Platonov’s talent was noticed by Gorky. Fadeyev and Sholokhov, who had both official critical recognition and wide readership, admired his talent in spite of many differences of their own with the direction in which he was moving. They understood very clearly that somewhere far from the center of the literary stage, which was flooded by limelight, there burned the quiet but steady candle of a remarkable master. And toward this independent, proud candle, away from the limelight, they both moved hat in hand.

Platonov’s destiny did not work out as theirs did, and while these writers were in the center of the public eye, Platonov was, as it were, on its very edges.

But the literature of any people is always a big city. Only the superficial judge the real spirit of a city by its well-known avenues and its public squares, obligingly advertised by the tourist agencies. For old residents and thoughtful visitors, a city reveals itself most often in the outskirts where the tourist buses do not go.
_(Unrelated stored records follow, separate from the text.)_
//! Simple Moving Average (SMA).
//!
//! Rolling mean of closes over a lookback window.
//! Lookback: period - 1 (first valid value at index period-1).

#[derive(Debug, Clone)]
pub struct Sma {
    period: usize,
}

impl Sma {
    pub fn new(period: usize) -> Self {
        assert!(period >= 1, "SMA period must be >= 1");
        Self { period }
    }

    pub fn period(&self) -> usize {
        self.period
    }

    pub fn lookback(&self) -> usize {
        self.period.saturating_sub(1)
    }

    /// One value per close. NaN until the window fills, and wherever the
    /// window contains a NaN close.
    pub fn compute(&self, closes: &[f64]) -> Vec<f64> {
        let n = closes.len();
        let mut result = vec![f64::NAN; n];
        if n < self.period {
            return result;
        }

        let mut sum = 0.0;
        let mut nans = 0usize;
        for (i, &close) in closes.iter().enumerate() {
            if close.is_nan() {
                nans += 1;
            } else {
                sum += close;
            }
            if i >= self.period {
                let leaving = closes[i - self.period];
                if leaving.is_nan() {
                    nans -= 1;
                } else {
                    sum -= leaving;
                }
            }
            if i + 1 >= self.period && nans == 0 {
                result[i] = sum / self.period as f64;
            }
        }
        result
    }

    /// Like [`Sma::compute`], with missing values as `None`.
    pub fn values(&self, closes: &[f64]) -> Vec<Option<f64>> {
        self.compute(closes)
            .into_iter()
            .map(|v| (!v.is_nan()).then_some(v))
            .collect()
    }
}

#[cfg(test)]
mod tests {
    use super::*;
    use crate::indicators::{assert_approx, DEFAULT_EPSILON};

    #[test]
    fn sma_5_basic() {
        let closes = [10.0, 11.0, 12.0, 13.0, 14.0, 15.0, 16.0];
        let result = Sma::new(5).compute(&closes);

        assert_eq!(result.len(), 7);
        for (i, v) in result.iter().enumerate().take(4) {
            assert!(v.is_nan(), "expected NaN at index {i}");
        }
        assert_approx(result[4], 12.0, DEFAULT_EPSILON);
        assert_approx(result[5], 13.0, DEFAULT_EPSILON);
        assert_approx(result[6], 14.0, DEFAULT_EPSILON);
    }

    #[test]
    fn sma_1_is_close() {
        let result = Sma::new(1).compute(&[100.0, 200.0, 300.0]);
        assert_approx(result[0], 100.0, DEFAULT_EPSILON);
        assert_approx(result[2], 300.0, DEFAULT_EPSILON);
    }

    #[test]
    fn sma_nan_propagation() {
        let closes = [10.0, 11.0, f64::NAN, 13.0, 14.0, 15.0];
        let result = Sma::new(3).compute(&closes);
        // Windows touching index 2 are NaN.
        assert!(result[2].is_nan());
        assert!(result[3].is_nan());
        assert!(result[4].is_nan());
        assert_approx(result[5], 14.0, DEFAULT_EPSILON);
    }

    #[test]
    fn sma_too_few_closes() {
        let sma = Sma::new(5);
        assert!(sma.compute(&[10.0, 11.0]).iter().all(|v| v.is_nan()));
        assert_eq!(sma.values(&[10.0, 11.0]), vec![None, None]);
        assert_eq!(sma.lookback(), 4);
    }
}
There, away from the noise and the congestion inside the city limits, you can feel the city’s enduring quality. The outskirts reveal the true meaning of the center more than the center shows the meaning of the outskirts. The coarse, sorrowing life of the outskirts is always more open, more revealing, than monuments or many-storied piles of glass and steel.

This was Andrei Platonov’s kind of street in the city of Russian literature.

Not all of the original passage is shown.